Leadership


Lynette Marshall

President and CEO

Lynette Marshall is president and chief executive officer of the University of Iowa Center for Advancement, an organization that recently combined two longstanding institutions—the UI Foundation and the UI Alumni Association. Lynette leads the organization’s mission to advance the University of Iowa through engagement and philanthropy. During her tenure, the UI Foundation experienced record performance and growth and became a national leader in creating a campus culture of philanthropy.

Lynette provides leadership to several national groups, including the Association of Governing Boards, the Council for the Advancement and Support of Education (CASE), and the CASE 50 Steering Committee. She also currently serves as dean of the Big Ten Fund Raisers Institute. In 2017, she received the CASE Commonfund Award, which recognizes individuals who have made valuable contributions to the field through best practices, distinguished service, and volunteer leadership. In 2020, CASE honored her with the Frank L. Ashmore Award for Service to CASE and the Advancement Profession.

Lynette came to Iowa in 2006 after 25 years in fundraising at her alma mater, the University of Illinois at Urbana-Champaign, including two years as associate chancellor for development. She holds a Bachelor of Science degree in agricultural science and a master’s in educational policy studies. Lynette grew up on a fifth-generation family farm near Peoria, Illinois. She and her husband, Jeffery Ford, have two adult children, Michael and Katharine.


Tiffani Shaw

Executive Vice President and CFO

As executive vice president and chief operating officer, Tiffani oversees the organization’s operations—Finance, Information Technology, Investments, Facilities Management, Legal, Talent Management, Data Analytics, and Prospect Development. She joined the organization in 1997 as controller and chief financial officer. She has also served as chair of the National Advisory Board for the Council for Advancement and Support of Education (CASE). Prior to coming to the UI, Tiffani was a public accountant with McGladrey & Pullen, LLP. She earned her Bachelor of Business Administration degree in accounting from the University of Iowa and is a Certified Public Accountant.


Sheila Baldwin

Vice President for Health Sciences Development

As vice president for Health Sciences Development, Sheila oversees fundraising for the UI Roy J. and Lucille A. Carver College of Medicine and the Colleges of Dentistry, Nursing, Pharmacy, and Public Health, as well as University of Iowa Hospitals and Clinics, and UI Stead Family Children's Hospital.
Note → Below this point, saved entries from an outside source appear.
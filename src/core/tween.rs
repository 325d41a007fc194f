use std::time::{Duration, Instant};

/// Quadratic ease-out: fast start, smooth deceleration.
pub fn ease_out(t: f32) -> f32 {
    1.0 - (1.0 - t) * (1.0 - t)
}

/// A time-based interpolation between two values of `T`.
///
/// The host's animation driver owns the clock: a tween starts counting on the
/// first [`Tween::sample`] call, so components can start one without knowing
/// the current time.
#[derive(Debug, Clone, Copy, PartialEq)]
pub struct Tween<T> {
    pub from: T,
    pub to: T,
    duration: Duration,
    started: Option<Instant>,
}

impl<T: Copy> Tween<T> {
    pub fn new(from: T, to: T, duration: Duration) -> Self {
        Self {
            from,
            to,
            duration,
            started: None,
        }
    }

    pub fn duration(&self) -> Duration {
        self.duration
    }

    /// Returns the linear progress in `[0, 1]` at `now`.
    ///
    /// The first call stamps the start time and returns 0 (or 1 for a
    /// zero-length tween).
    pub fn progress(&mut self, now: Instant) -> f32 {
        if self.duration.is_zero() {
            return 1.0;
        }
        let started = *self.started.get_or_insert(now);
        let elapsed = now.saturating_duration_since(started);
        (elapsed.as_secs_f32() / self.duration.as_secs_f32()).min(1.0)
    }

    /// Samples the eased value at `now` with the given mixing function.
    /// Returns the value and whether the tween has finished.
    pub fn sample(&mut self, now: Instant, mix: impl Fn(T, T, f32) -> T) -> (T, bool) {
        let t = self.progress(now);
        if t >= 1.0 {
            return (self.to, true);
        }
        (mix(self.from, self.to, ease_out(t)), false)
    }
}

pub fn mix_f32(a: f32, b: f32, t: f32) -> f32 {
    a + (b - a) * t
}
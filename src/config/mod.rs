mod fonts;
mod model;
mod persistence;
mod theme;

pub use fonts::{font_data, resolve_font_path};
pub use model::{AppConfig, CursorKind, FontConfig, SegmentStyle, ThemeChoice, WindowConfig};
pub use persistence::{
    config_base_dir, config_path, load_config, read_config, save_config, try_load_config,
    write_config,
};
pub use theme::ThemePalette;
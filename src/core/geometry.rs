//! Plain geometry in logical units.
//!
//! Everything the engine lays out is expressed in `f32` logical units with
//! the origin at the top-left of the owning component.

/// A rectangle defined by origin + size.
#[derive(Debug, Clone, Copy, PartialEq, Default)]
pub struct Rect {
    pub x: f32,
    pub y: f32,
    pub w: f32,
    pub h: f32,
}

impl Rect {
    pub const ZERO: Rect = Rect {
        x: 0.0,
        y: 0.0,
        w: 0.0,
        h: 0.0,
    };

    pub const fn new(x: f32, y: f32, w: f32, h: f32) -> Rect {
        Rect { x, y, w, h }
    }

    pub fn max_x(&self) -> f32 {
        self.x + self.w
    }

    pub fn max_y(&self) -> f32 {
        self.y + self.h
    }

    pub fn center_x(&self) -> f32 {
        self.x + self.w / 2.0
    }

    pub fn size(&self) -> Size {
        Size {
            w: self.w,
            h: self.h,
        }
    }

    /// Returns `true` when `(px, py)` falls inside this rectangle.
    /// The right and bottom edges are exclusive.
    pub fn contains(&self, px: f32, py: f32) -> bool {
        px >= self.x && px < self.max_x() && py >= self.y && py < self.max_y()
    }

    /// Interpolates origin and size towards `to`.
    ///
    /// The endpoints are returned verbatim so that `t == 1` reproduces `to`
    /// bit for bit.
    pub fn lerp(self, to: Rect, t: f32) -> Rect {
        if t <= 0.0 {
            return self;
        }
        if t >= 1.0 {
            return to;
        }
        let mix = |a: f32, b: f32| a + (b - a) * t;
        Rect {
            x: mix(self.x, to.x),
            y: mix(self.y, to.y),
            w: mix(self.w, to.w),
            h: mix(self.h, to.h),
        }
    }
}

/// A width/height pair.
#[derive(Debug, Clone, Copy, PartialEq, Default)]
pub struct Size {
    pub w: f32,
    pub h: f32,
}

impl Size {
    pub const fn new(w: f32, h: f32) -> Size {
        Size { w, h }
    }
}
Raising funds for the UI since 1999, Baldwin has served in several positions in medical development—most recently as development leader for UI Stead Family Children's Hospital. She received a Bachelor of Arts degree from the UI Henry B. Tippie College of Business and, as a student, she was a founding member of UI Dance Marathon.


Kent Clark

Vice President for Main Campus Development

As vice president for Main Campus Development, Kent oversees fundraising for the UI Department of Intercollegiate Athletics, the UI Henry B. Tippie College of Business, and Graduate College, as well as the Colleges of Law, Engineering, Education, and Liberal Arts and Sciences. He also supervises fundraising for various university programs, including UI libraries, the UI Stanley Museum of Art, Hancher Auditorium, Division of Student Life, International Programs, and Regional Major Gifts. Before joining the organization in 2015, Kent served in advancement executive roles at Minnesota State University, Mankato; California State University, Fresno; and Utah State University. He received a Bachelor of Science degree in agricultural economics from Michigan State University and a master’s in biblical studies from Cincinnati Christian University.


Erin Thomas-Lewis

Vice President of Alumni and Donor Engagement

As vice president of Alumni and Donor Engagement, Erin oversees the Office of Alumni Engagement, Stewardship and Donor Events, Communications and Marketing. Before she joined the organization in 2008, Erin worked in the President’s Office at Georgia State University as well as Emory University’s Goizueta Business School in Atlanta, Georgia. She received a Bachelor of Arts degree in communications studies/speech communication from the University of Georgia and a Master’s in Public Administration from Georgia State University.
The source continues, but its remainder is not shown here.